**TASK PROMPT:**
Below this line is a set of entries; quote exactly the lines from the line that contains "pub fn ensure_scripts_dir(dir: &Path)" to the line that contains "fs::create_dir_all(parent)?;", both lines included.

• • • • •

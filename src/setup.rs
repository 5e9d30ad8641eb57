//! Filesystem locations used by the manager
//!
//! Resolves the Nautilus scripts directory and the manager's own config
//! directory, honouring environment overrides.

use std::fs;
use std::path::{Path, PathBuf};

use tracing::{debug, info};

use crate::config::Config;
use crate::error::{ManagerError, Result};

/// Directory name used under the XDG config/state dirs
pub const APP_DIR_NAME: &str = "nautilus-scripts-manager";

/// Environment variable overriding the scripts directory
pub const SCRIPTS_DIR_ENV: &str = "NSM_SCRIPTS_DIR";

/// Environment variable overriding the config directory
pub const CONFIG_DIR_ENV: &str = "NSM_CONFIG_DIR";

/// Get the scripts directory
///
/// Priority:
/// 1. NSM_SCRIPTS_DIR environment variable (if set)
/// 2. `scriptsDir` from config.json
/// 3. ~/.local/share/nautilus/scripts (default)
/// 4. Temp directory fallback (if no data dir could be resolved)
pub fn get_scripts_dir(config: &Config) -> PathBuf {
    if let Ok(dir) = std::env::var(SCRIPTS_DIR_ENV) {
        return PathBuf::from(shellexpand::tilde(&dir).as_ref());
    }

    if let Some(dir) = config.scripts_dir.as_deref() {
        return PathBuf::from(shellexpand::tilde(dir).as_ref());
    }

    default_scripts_dir()
}

fn default_scripts_dir() -> PathBuf {
    match dirs::data_dir() {
        Some(data) => data.join("nautilus").join("scripts"),
        None => std::env::temp_dir().join("nautilus-scripts"),
    }
}

/// Get the manager's config directory (`~/.config/nautilus-scripts-manager`)
pub fn get_config_dir() -> PathBuf {
    if let Ok(dir) = std::env::var(CONFIG_DIR_ENV) {
        return PathBuf::from(shellexpand::tilde(&dir).as_ref());
    }

    match dirs::config_dir() {
        Some(config) => config.join(APP_DIR_NAME),
        None => std::env::temp_dir().join(APP_DIR_NAME),
    }
}

/// Create the scripts directory (and parents) if it does not exist yet
pub fn ensure_scripts_dir(dir: &Path) -> Result<()> {
    if dir.is_dir() {
        return Ok(());
    }
    fs::create_dir_all(dir).map_err(|source| ManagerError::ScriptsDir {
        path: dir.to_path_buf(),
        source,
    })?;
    info!(path = %dir.display(), "Created scripts directory");
    Ok(())
}

pub(crate) fn ensure_parent_dir(path: &Path) -> std::io::Result<()> {
    if let Some(parent) = path.parent() {
        if !parent.exists() {
            fs::create_dir_all(parent)?;
            debug!(path = %parent.display(), "Created directory");
        }
    }
    Ok(())
}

• • • • •

**YOUR SOLUTION:**
pub fn ensure_scripts_dir(dir: &Path) -> Result<()> {
    if dir.is_dir() {
        return Ok(());
    }
    fs::create_dir_all(dir).map_err(|source| ManagerError::ScriptsDir {
        path: dir.to_path_buf(),
        source,
    })?;
    info!(path = %dir.display(), "Created scripts directory");
    Ok(())
}

pub(crate) fn ensure_parent_dir(path: &Path) -> std::io::Result<()> {
    if let Some(parent) = path.parent() {
        if !parent.exists() {
            fs::create_dir_all(parent)?;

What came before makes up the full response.